== Segment start ==

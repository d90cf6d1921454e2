use bevy::prelude::*;
use pursuit::game::config::InitialConfig;
use pursuit::game::scent::ScentTrail;
use pursuit::game::simulation::{AgentTable, SpawnAgent, TrackedParty, Targets};
use pursuit::game::types::AgentKind;
use pursuit::game::GamePlugin;

const TRAIL: [(f32, u64); 5] = [(130.0, 100), (160.0, 200), (190.0, 300), (220.0, 400), (250.0, 500)];

fn build_app() -> App {
    let mut config = InitialConfig::default();
    config.seed = 3;
    config.agent.decay_frames = 0.0;

    let mut app = App::new();
    app.add_plugins(MinimalPlugins);
    app.insert_resource(config);
    app.add_plugins(GamePlugin);
    app.update();

    // The party drives away: out of sight and laying no scent of its own
    app.world_mut().insert_resource(Targets {
        parties: vec![TrackedParty {
            id: 1,
            pos: Vec2::new(900.0, 700.0),
            radius: 8.0,
            in_vehicle: true,
            visible: true,
        }],
    });

    let mut trail = ScentTrail::new(24.0, 300, 10_000_000);
    for (x, time_ms) in TRAIL {
        trail.record(Vec2::new(x, 100.0), time_ms, true);
    }
    app.world_mut().insert_resource(trail);
    app
}

#[test]
fn test_tracker_walks_the_trail_forward() {
    let mut app = build_app();
    app.world_mut().write_message(SpawnAgent { kind: Some(AgentKind::Tracker), pos: Vec2::new(100.0, 100.0) });

    let end = Vec2::new(250.0, 100.0);
    let mut last_time = 0;
    let mut closest = f32::MAX;
    let mut final_time = None;

    for _ in 0..300 {
        app.world_mut().run_schedule(FixedUpdate);

        let agents = app.world().resource::<AgentTable>();
        let tracker = agents
            .iter_alive()
            .find(|a| a.kind() == AgentKind::Tracker)
            .expect("tracker spawned");
        let scent = tracker.behavior.tracker_scent().expect("tracker memory");

        if let Some(target) = scent.target {
            assert!(target.time_ms >= last_time, "target went back in time: {} < {}", target.time_ms, last_time);
            last_time = target.time_ms;
            final_time = Some(target.time_ms);
        }
        closest = closest.min(tracker.pos.distance(end));
    }

    assert_eq!(final_time, Some(500), "tracker should end on the newest footprint");
    assert!(closest < 2.0, "tracker never reached the end of the trail (closest {})", closest);
}

#[test]
fn test_no_footprints_from_a_vehicle() {
    let mut app = build_app();
    for _ in 0..60 {
        app.world_mut().run_schedule(FixedUpdate);
    }
    assert_eq!(app.world().resource::<ScentTrail>().len(), TRAIL.len());
}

== Segment end ==

WORK ORDER >> Look through the records and copy down every line that holds "TrackedParty".

FINAL ANSWER >>
use pursuit::game::simulation::{AgentTable, SpawnAgent, TrackedParty, Targets};
        parties: vec![TrackedParty {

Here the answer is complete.